## To do
Before answering, work out how many lines below contain the string "Steps"; the reply is that number alone.

## Data supplied
####

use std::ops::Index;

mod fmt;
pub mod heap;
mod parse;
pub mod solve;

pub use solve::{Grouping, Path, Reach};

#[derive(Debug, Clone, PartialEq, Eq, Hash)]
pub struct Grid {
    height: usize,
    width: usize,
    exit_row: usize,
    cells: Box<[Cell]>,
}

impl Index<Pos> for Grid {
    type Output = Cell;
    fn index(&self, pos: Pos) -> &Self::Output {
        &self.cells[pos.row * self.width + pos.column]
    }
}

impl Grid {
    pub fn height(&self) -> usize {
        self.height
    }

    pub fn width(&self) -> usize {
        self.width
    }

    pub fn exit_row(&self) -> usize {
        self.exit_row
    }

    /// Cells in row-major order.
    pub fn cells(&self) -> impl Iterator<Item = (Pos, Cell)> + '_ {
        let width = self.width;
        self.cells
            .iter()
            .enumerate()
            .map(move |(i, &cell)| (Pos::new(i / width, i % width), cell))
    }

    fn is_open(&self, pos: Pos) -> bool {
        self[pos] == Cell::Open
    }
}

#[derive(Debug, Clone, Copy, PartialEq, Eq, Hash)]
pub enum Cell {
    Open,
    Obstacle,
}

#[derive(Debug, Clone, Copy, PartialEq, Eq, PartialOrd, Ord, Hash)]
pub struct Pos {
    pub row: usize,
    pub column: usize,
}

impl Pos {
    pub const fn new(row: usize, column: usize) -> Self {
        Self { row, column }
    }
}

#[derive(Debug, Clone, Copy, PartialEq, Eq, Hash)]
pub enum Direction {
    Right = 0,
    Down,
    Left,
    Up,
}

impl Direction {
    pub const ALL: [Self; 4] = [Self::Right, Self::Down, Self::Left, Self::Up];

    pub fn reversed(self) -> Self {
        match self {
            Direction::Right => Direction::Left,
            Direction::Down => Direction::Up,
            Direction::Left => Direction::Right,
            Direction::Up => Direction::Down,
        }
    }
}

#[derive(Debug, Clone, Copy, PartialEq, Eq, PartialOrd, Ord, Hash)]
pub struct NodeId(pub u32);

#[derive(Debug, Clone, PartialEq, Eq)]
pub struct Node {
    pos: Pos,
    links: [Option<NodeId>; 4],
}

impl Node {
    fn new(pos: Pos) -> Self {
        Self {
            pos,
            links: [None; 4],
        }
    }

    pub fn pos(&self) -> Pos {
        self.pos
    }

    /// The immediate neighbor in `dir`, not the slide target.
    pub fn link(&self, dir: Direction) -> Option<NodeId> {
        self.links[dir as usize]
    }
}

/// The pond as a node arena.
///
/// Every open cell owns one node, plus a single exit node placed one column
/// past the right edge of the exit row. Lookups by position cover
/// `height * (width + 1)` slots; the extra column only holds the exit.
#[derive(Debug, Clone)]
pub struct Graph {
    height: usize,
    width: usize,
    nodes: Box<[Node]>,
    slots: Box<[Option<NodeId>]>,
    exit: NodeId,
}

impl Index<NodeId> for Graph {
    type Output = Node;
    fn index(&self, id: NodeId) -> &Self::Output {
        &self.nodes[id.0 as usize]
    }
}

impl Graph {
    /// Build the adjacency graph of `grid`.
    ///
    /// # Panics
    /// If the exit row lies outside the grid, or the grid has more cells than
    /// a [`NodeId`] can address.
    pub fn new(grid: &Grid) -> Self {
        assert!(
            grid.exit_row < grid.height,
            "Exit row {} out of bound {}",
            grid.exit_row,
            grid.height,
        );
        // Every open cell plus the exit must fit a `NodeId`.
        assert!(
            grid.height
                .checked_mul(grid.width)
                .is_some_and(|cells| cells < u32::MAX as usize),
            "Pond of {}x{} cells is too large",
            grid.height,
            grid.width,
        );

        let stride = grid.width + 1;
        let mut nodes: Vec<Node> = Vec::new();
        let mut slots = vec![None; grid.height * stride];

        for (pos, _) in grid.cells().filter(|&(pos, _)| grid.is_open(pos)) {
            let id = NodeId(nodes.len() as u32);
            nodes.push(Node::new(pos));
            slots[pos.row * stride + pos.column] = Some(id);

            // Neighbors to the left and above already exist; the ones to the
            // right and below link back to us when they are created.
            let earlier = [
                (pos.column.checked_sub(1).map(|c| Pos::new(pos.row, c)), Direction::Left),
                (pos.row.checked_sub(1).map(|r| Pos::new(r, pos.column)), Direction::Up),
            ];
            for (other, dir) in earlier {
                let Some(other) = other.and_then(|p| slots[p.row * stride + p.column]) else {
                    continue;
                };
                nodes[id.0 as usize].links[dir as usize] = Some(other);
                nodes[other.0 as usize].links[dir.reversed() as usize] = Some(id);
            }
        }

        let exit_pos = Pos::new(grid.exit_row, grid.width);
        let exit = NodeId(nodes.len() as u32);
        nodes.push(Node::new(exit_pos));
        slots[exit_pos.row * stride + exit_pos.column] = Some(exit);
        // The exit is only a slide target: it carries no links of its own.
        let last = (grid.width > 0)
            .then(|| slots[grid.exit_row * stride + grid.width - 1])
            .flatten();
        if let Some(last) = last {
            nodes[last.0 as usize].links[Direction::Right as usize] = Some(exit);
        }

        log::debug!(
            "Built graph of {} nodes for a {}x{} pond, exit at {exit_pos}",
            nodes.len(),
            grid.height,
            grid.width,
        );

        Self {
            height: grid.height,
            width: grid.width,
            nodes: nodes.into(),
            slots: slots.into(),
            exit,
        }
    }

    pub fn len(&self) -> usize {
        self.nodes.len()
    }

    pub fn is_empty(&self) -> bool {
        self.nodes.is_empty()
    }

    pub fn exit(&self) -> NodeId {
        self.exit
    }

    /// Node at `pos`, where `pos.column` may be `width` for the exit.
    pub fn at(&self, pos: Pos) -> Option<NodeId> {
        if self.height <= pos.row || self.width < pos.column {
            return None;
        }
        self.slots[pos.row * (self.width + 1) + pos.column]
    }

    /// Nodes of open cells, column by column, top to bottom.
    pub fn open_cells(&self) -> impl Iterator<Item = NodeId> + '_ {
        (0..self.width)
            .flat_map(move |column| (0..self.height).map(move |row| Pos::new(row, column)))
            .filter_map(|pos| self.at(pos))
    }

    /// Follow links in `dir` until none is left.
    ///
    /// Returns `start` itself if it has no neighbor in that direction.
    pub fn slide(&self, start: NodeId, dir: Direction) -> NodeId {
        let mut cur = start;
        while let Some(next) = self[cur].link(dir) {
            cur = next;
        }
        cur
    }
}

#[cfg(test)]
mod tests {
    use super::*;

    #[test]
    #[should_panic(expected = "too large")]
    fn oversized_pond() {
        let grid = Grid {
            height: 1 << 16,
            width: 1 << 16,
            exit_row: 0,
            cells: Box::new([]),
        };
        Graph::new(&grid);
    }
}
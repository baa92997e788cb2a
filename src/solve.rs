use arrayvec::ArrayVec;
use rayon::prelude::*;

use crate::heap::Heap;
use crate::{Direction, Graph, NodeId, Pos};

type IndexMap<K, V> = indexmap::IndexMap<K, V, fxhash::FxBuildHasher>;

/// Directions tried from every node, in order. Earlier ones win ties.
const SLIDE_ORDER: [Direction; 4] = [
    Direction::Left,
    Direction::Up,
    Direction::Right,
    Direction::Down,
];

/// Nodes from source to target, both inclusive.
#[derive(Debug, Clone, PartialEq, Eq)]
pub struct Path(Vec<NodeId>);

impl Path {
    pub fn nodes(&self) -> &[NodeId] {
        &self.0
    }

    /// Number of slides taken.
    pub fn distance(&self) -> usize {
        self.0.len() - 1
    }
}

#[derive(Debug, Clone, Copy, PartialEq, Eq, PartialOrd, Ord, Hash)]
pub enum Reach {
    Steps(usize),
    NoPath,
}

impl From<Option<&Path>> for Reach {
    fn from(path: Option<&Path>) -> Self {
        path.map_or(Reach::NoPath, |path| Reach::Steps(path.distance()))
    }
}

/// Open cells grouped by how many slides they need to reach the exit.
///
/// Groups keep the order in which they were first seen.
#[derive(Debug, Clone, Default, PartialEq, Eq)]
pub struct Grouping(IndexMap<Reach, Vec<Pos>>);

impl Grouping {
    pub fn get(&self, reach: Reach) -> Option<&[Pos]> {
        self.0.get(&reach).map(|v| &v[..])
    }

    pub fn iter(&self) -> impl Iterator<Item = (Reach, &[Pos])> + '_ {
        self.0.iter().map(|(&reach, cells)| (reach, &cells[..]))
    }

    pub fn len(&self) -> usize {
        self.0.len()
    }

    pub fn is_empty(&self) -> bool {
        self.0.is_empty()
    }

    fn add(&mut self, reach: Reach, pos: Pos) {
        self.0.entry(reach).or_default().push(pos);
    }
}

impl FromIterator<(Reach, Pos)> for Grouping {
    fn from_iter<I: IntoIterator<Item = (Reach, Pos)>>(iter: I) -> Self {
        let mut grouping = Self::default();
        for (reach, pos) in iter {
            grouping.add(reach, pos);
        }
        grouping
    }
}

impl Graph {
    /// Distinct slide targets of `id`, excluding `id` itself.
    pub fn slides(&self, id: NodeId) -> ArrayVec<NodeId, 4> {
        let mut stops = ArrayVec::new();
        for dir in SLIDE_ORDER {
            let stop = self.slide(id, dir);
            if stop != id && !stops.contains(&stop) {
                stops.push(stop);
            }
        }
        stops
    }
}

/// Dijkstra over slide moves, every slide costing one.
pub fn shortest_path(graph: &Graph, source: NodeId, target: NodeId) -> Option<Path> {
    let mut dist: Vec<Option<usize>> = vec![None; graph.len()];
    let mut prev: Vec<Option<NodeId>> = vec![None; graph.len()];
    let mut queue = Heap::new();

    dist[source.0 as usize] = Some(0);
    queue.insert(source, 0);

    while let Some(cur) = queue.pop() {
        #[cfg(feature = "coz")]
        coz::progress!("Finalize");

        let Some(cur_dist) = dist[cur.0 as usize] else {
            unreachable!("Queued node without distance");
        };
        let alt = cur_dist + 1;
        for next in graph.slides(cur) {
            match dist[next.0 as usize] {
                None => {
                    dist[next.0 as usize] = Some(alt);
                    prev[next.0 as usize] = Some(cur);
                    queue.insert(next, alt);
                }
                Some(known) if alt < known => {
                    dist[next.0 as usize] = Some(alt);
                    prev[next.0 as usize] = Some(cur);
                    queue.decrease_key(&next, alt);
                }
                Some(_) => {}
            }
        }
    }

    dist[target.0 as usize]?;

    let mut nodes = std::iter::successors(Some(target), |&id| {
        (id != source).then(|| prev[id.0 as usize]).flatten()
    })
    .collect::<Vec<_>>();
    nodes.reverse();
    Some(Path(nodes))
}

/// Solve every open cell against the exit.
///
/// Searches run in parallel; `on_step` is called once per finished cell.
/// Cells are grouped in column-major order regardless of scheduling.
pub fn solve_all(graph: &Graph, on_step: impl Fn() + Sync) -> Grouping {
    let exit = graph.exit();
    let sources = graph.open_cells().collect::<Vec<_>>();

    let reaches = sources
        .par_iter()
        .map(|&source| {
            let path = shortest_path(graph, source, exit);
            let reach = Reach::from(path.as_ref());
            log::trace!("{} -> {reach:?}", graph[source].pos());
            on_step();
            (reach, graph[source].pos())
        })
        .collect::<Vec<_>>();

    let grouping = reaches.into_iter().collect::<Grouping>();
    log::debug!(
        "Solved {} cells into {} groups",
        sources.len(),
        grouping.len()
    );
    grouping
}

####

## Solution below
2